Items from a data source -

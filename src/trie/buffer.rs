// Copyright (C) 2025 Jeremy J. Carroll. See LICENSE for details.

//! Flat cell buffer backing a trie.
//!
//! The buffer is a bump allocator over a `Vec<u32>`: blocks are appended, never freed
//! individually. Space lost to cleared blocks is reclaimed only by building a fresh buffer
//! and moving it in with [`Buffer::replace`].

use super::cell::Cell;
use crate::config::CELL_BYTES;
use std::ops::Range;

/// Growable array of fixed-width trie cells.
#[derive(Debug, Clone, Default)]
pub struct Buffer {
    memory: Vec<u32>,
}

impl Buffer {
    /// Create an empty buffer.
    pub fn new() -> Self {
        Self::default()
    }

    /// Create an empty buffer with room for `cells` cells.
    pub fn with_capacity(cells: usize) -> Self {
        Self {
            memory: Vec::with_capacity(cells),
        }
    }

    /// Append a block of `cells` empty cells and return its offset.
    ///
    /// # Panics
    ///
    /// Panics if the block would start beyond [`Cell::MAX_OFFSET`]; cells address their
    /// children with 32 bits.
    pub fn allocate(&mut self, cells: usize) -> u32 {
        let offset = self.memory.len();
        assert!(
            offset + cells <= Cell::MAX_OFFSET as usize,
            "Trie buffer overflow: {} cells exceed 32-bit addressing",
            offset + cells
        );
        self.memory.resize(offset + cells, Cell::EMPTY_BITS);
        offset as u32
    }

    /// Decode the cell at `index`.
    #[inline]
    pub fn get(&self, index: usize) -> Cell {
        Cell::from_bits(self.memory[index])
    }

    /// Overwrite the cell at `index`.
    #[inline]
    pub fn set(&mut self, index: usize, cell: Cell) {
        self.memory[index] = cell.to_bits();
    }

    /// Whether any cell in `block` is present.
    pub fn any_present(&self, block: Range<usize>) -> bool {
        self.memory[block]
            .iter()
            .any(|&bits| bits != Cell::EMPTY_BITS)
    }

    /// Take over the memory of `other`, dropping the current memory.
    ///
    /// `other` must be fully built before the call; the swap itself is a single move.
    pub fn replace(&mut self, other: Buffer) {
        self.memory = other.memory;
    }

    /// Number of allocated cells.
    pub fn len(&self) -> usize {
        self.memory.len()
    }

    /// Whether no block has been allocated yet.
    pub fn is_empty(&self) -> bool {
        self.memory.is_empty()
    }

    /// Bytes held by the backing vector, including spare capacity.
    pub fn byte_size(&self) -> usize {
        self.memory.capacity() * CELL_BYTES
    }
}
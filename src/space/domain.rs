// Copyright (C) 2025 Jeremy J. Carroll. See LICENSE for details.

//! Per-dimension domains: mapping between source values and coordinates.
//!
//! Each dimension is an ordered list of distinct source values. The position of a value in
//! its list is its coordinate, so the order in which values are given is the lattice order
//! of that dimension.
//!
//! # Examples
//!
//! ```
//! use sparse_lattice::space::Domains;
//!
//! let domains = Domains::new(vec![
//!     vec!["A", "B", "C", "D"],
//!     vec!["A", "B"],
//!     vec!["A", "B", "C"],
//! ])
//! .unwrap();
//!
//! let node = domains.builder().next(&"B").next(&"B").next(&"C").create().unwrap();
//! assert_eq!(node, vec![1, 1, 2]);
//! assert_eq!(domains.to_source(&node).unwrap(), vec![&"B", &"B", &"C"]);
//! ```

use crate::error::{LatticeError, Result};
use indexmap::IndexSet;
use std::hash::Hash;

/// The ordered value sets of every dimension.
#[derive(Debug, Clone)]
pub struct Domains<T> {
    dimensions: Vec<IndexSet<T>>,
}

impl<T: Hash + Eq> Domains<T> {
    /// Build domains from one list of values per dimension.
    ///
    /// Fails if there are no dimensions, a dimension is empty, or a dimension repeats a value.
    pub fn new(domains: Vec<Vec<T>>) -> Result<Self> {
        if domains.is_empty() {
            return Err(LatticeError::NoDimensions);
        }

        let mut dimensions = Vec::with_capacity(domains.len());
        for (dimension, values) in domains.into_iter().enumerate() {
            if values.is_empty() {
                return Err(LatticeError::EmptyDomain { dimension });
            }
            let count = values.len();
            let set: IndexSet<T> = values.into_iter().collect();
            if set.len() != count {
                return Err(LatticeError::DuplicateValue { dimension });
            }
            dimensions.push(set);
        }
        Ok(Self { dimensions })
    }

    /// Number of dimensions.
    pub fn dimensions(&self) -> usize {
        self.dimensions.len()
    }

    /// Number of values in every dimension.
    pub fn heights(&self) -> Vec<usize> {
        self.dimensions.iter().map(IndexSet::len).collect()
    }

    /// Coordinate of `value` in `dimension`.
    pub fn index_of(&self, dimension: usize, value: &T) -> Option<usize> {
        self.dimensions.get(dimension)?.get_index_of(value)
    }

    /// Source value at `index` in `dimension`.
    pub fn value(&self, dimension: usize, index: usize) -> Option<&T> {
        self.dimensions.get(dimension)?.get_index(index)
    }

    /// Translate source values into a coordinate vector.
    pub fn to_index(&self, values: &[T]) -> Result<Vec<usize>> {
        self.check_length(values.len())?;
        values
            .iter()
            .enumerate()
            .map(|(dimension, value)| {
                self.index_of(dimension, value)
                    .ok_or(LatticeError::UnknownValue { dimension })
            })
            .collect()
    }

    /// Translate a coordinate vector into source values.
    pub fn to_source(&self, node: &[usize]) -> Result<Vec<&T>> {
        self.check_length(node.len())?;
        node.iter()
            .enumerate()
            .map(|(dimension, &index)| {
                self.value(dimension, index)
                    .ok_or(LatticeError::CoordinateOutOfRange {
                        dimension,
                        value: index,
                        height: self.dimensions[dimension].len(),
                    })
            })
            .collect()
    }

    /// Start building a node one source value at a time.
    pub fn builder(&self) -> NodeBuilder<'_, T> {
        NodeBuilder {
            domains: self,
            node: Vec::with_capacity(self.dimensions()),
            error: None,
        }
    }

    fn check_length(&self, found: usize) -> Result<()> {
        if found != self.dimensions() {
            return Err(LatticeError::WrongDimensionality {
                expected: self.dimensions(),
                found,
            });
        }
        Ok(())
    }
}

impl Domains<usize> {
    /// Domains whose values are the coordinates themselves, `0..height` per dimension.
    pub fn from_heights(heights: &[usize]) -> Result<Self> {
        Self::new(heights.iter().map(|&height| (0..height).collect()).collect())
    }
}

/// Builds a coordinate vector from source values, dimension by dimension.
///
/// The first failure is kept and reported by [`NodeBuilder::create`].
#[derive(Debug)]
pub struct NodeBuilder<'a, T> {
    domains: &'a Domains<T>,
    node: Vec<usize>,
    error: Option<LatticeError>,
}

impl<T: Hash + Eq> NodeBuilder<'_, T> {
    /// Append the value for the next dimension.
    pub fn next(mut self, value: &T) -> Self {
        if self.error.is_some() {
            return self;
        }
        let dimension = self.node.len();
        if dimension >= self.domains.dimensions() {
            self.error = Some(LatticeError::WrongDimensionality {
                expected: self.domains.dimensions(),
                found: dimension + 1,
            });
            return self;
        }
        match self.domains.index_of(dimension, value) {
            Some(index) => self.node.push(index),
            None => self.error = Some(LatticeError::UnknownValue { dimension }),
        }
        self
    }

    /// Finish the node.
    pub fn create(self) -> Result<Vec<usize>> {
        if let Some(error) = self.error {
            return Err(error);
        }
        self.domains.check_length(self.node.len())?;
        Ok(self.node)
    }
}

Work item -
Look at the entries above. Then set all of them down again exactly.

Finished task -
filename src/trie/buffer.rs
// Copyright (C) 2025 Jeremy J. Carroll. See LICENSE for details.

//! Flat cell buffer backing a trie.
//!
//! The buffer is a bump allocator over a `Vec<u32>`: blocks are appended, never freed
//! individually. Space lost to cleared blocks is reclaimed only by building a fresh buffer
//! and moving it in with [`Buffer::replace`].

use super::cell::Cell;
use crate::config::CELL_BYTES;
use std::ops::Range;

/// Growable array of fixed-width trie cells.
#[derive(Debug, Clone, Default)]
pub struct Buffer {
    memory: Vec<u32>,
}

impl Buffer {
    /// Create an empty buffer.
    pub fn new() -> Self {
        Self::default()
    }

    /// Create an empty buffer with room for `cells` cells.
    pub fn with_capacity(cells: usize) -> Self {
        Self {
            memory: Vec::with_capacity(cells),
        }
    }

    /// Append a block of `cells` empty cells and return its offset.
    ///
    /// # Panics
    ///
    /// Panics if the block would start beyond [`Cell::MAX_OFFSET`]; cells address their
    /// children with 32 bits.
    pub fn allocate(&mut self, cells: usize) -> u32 {
        let offset = self.memory.len();
        assert!(
            offset + cells <= Cell::MAX_OFFSET as usize,
            "Trie buffer overflow: {} cells exceed 32-bit addressing",
            offset + cells
        );
        self.memory.resize(offset + cells, Cell::EMPTY_BITS);
        offset as u32
    }

    /// Decode the cell at `index`.
    #[inline]
    pub fn get(&self, index: usize) -> Cell {
        Cell::from_bits(self.memory[index])
    }

    /// Overwrite the cell at `index`.
    #[inline]
    pub fn set(&mut self, index: usize, cell: Cell) {
        self.memory[index] = cell.to_bits();
    }

    /// Whether any cell in `block` is present.
    pub fn any_present(&self, block: Range<usize>) -> bool {
        self.memory[block]
            .iter()
            .any(|&bits| bits != Cell::EMPTY_BITS)
    }

    /// Take over the memory of `other`, dropping the current memory.
    ///
    /// `other` must be fully built before the call; the swap itself is a single move.
    pub fn replace(&mut self, other: Buffer) {
        self.memory = other.memory;
    }

    /// Number of allocated cells.
    pub fn len(&self) -> usize {
        self.memory.len()
    }

    /// Whether no block has been allocated yet.
    pub fn is_empty(&self) -> bool {
        self.memory.is_empty()
    }

    /// Bytes held by the backing vector, including spare capacity.
    pub fn byte_size(&self) -> usize {
        self.memory.capacity() * CELL_BYTES
    }
}
filename src/space/domain.rs
// Copyright (C) 2025 Jeremy J. Carroll. See LICENSE for details.

//! Per-dimension domains: mapping between source values and coordinates.
//!
//! Each dimension is an ordered list of distinct source values. The position of a value in
//! its list is its coordinate, so the order in which values are given is the lattice order
//! of that dimension.
//!
//! # Examples
//!
//! ```
//! use sparse_lattice::space::Domains;
//!
//! let domains = Domains::new(vec![
//!     vec!["A", "B", "C", "D"],
//!     vec!["A", "B"],
//!     vec!["A", "B", "C"],
//! ])
//! .unwrap();
//!
//! let node = domains.builder().next(&"B").next(&"B").next(&"C").create().unwrap();
//! assert_eq!(node, vec![1, 1, 2]);
//! assert_eq!(domains.to_source(&node).unwrap(), vec![&"B", &"B", &"C"]);
//! ```

use crate::error::{LatticeError, Result};
use indexmap::IndexSet;
use std::hash::Hash;

/// The ordered value sets of every dimension.
#[derive(Debug, Clone)]
pub struct Domains<T> {
    dimensions: Vec<IndexSet<T>>,
}

impl<T: Hash + Eq> Domains<T> {
    /// Build domains from one list of values per dimension.
    ///
    /// Fails if there are no dimensions, a dimension is empty, or a dimension repeats a value.
    pub fn new(domains: Vec<Vec<T>>) -> Result<Self> {
        if domains.is_empty() {
            return Err(LatticeError::NoDimensions);
        }

        let mut dimensions = Vec::with_capacity(domains.len());
        for (dimension, values) in domains.into_iter().enumerate() {
            if values.is_empty() {
                return Err(LatticeError::EmptyDomain { dimension });
            }
            let count = values.len();
            let set: IndexSet<T> = values.into_iter().collect();
            if set.len() != count {
                return Err(LatticeError::DuplicateValue { dimension });
            }
            dimensions.push(set);
        }
        Ok(Self { dimensions })
    }

    /// Number of dimensions.
    pub fn dimensions(&self) -> usize {
        self.dimensions.len()
    }

    /// Number of values in every dimension.
    pub fn heights(&self) -> Vec<usize> {
        self.dimensions.iter().map(IndexSet::len).collect()
    }

    /// Coordinate of `value` in `dimension`.
    pub fn index_of(&self, dimension: usize, value: &T) -> Option<usize> {
        self.dimensions.get(dimension)?.get_index_of(value)
    }

    /// Source value at `index` in `dimension`.
    pub fn value(&self, dimension: usize, index: usize) -> Option<&T> {
        self.dimensions.get(dimension)?.get_index(index)
    }

    /// Translate source values into a coordinate vector.
    pub fn to_index(&self, values: &[T]) -> Result<Vec<usize>> {
        self.check_length(values.len())?;
        values
            .iter()
            .enumerate()
            .map(|(dimension, value)| {
                self.index_of(dimension, value)
                    .ok_or(LatticeError::UnknownValue { dimension })
            })
            .collect()
    }

    /// Translate a coordinate vector into source values.
    pub fn to_source(&self, node: &[usize]) -> Result<Vec<&T>> {
        self.check_length(node.len())?;
        node.iter()
            .enumerate()
            .map(|(dimension, &index)| {
                self.value(dimension, index)
                    .ok_or(LatticeError::CoordinateOutOfRange {
                        dimension,
                        value: index,
                        height: self.dimensions[dimension].len(),
                    })
            })
            .collect()
    }

    /// Start building a node one source value at a time.
    pub fn builder(&self) -> NodeBuilder<'_, T> {
        NodeBuilder {
            domains: self,
            node: Vec::with_capacity(self.dimensions()),
            error: None,
        }
    }

    fn check_length(&self, found: usize) -> Result<()> {
        if found != self.dimensions() {
            return Err(LatticeError::WrongDimensionality {
                expected: self.dimensions(),
                found,
            });
        }
        Ok(())
    }
}

impl Domains<usize> {
    /// Domains whose values are the coordinates themselves, `0..height` per dimension.
    pub fn from_heights(heights: &[usize]) -> Result<Self> {
        Self::new(heights.iter().map(|&height| (0..height).collect()).collect())
    }
}

/// Builds a coordinate vector from source values, dimension by dimension.
///
/// The first failure is kept and reported by [`NodeBuilder::create`].
#[derive(Debug)]
pub struct NodeBuilder<'a, T> {
    domains: &'a Domains<T>,
    node: Vec<usize>,
    error: Option<LatticeError>,
}

impl<T: Hash + Eq> NodeBuilder<'_, T> {
    /// Append the value for the next dimension.
    pub fn next(mut self, value: &T) -> Self {
        if self.error.is_some() {
            return self;
        }
        let dimension = self.node.len();
        if dimension >= self.domains.dimensions() {
            self.error = Some(LatticeError::WrongDimensionality {
                expected: self.domains.dimensions(),
                found: dimension + 1,
            });
            return self;
        }
        match self.domains.index_of(dimension, value) {
            Some(index) => self.node.push(index),
            None => self.error = Some(LatticeError::UnknownValue { dimension }),
        }
        self
    }

    /// Finish the node.
    pub fn create(self) -> Result<Vec<usize>> {
        if let Some(error) = self.error {
            return Err(error);
        }
        self.domains.check_length(self.node.len())?;
        Ok(self.node)
    }
}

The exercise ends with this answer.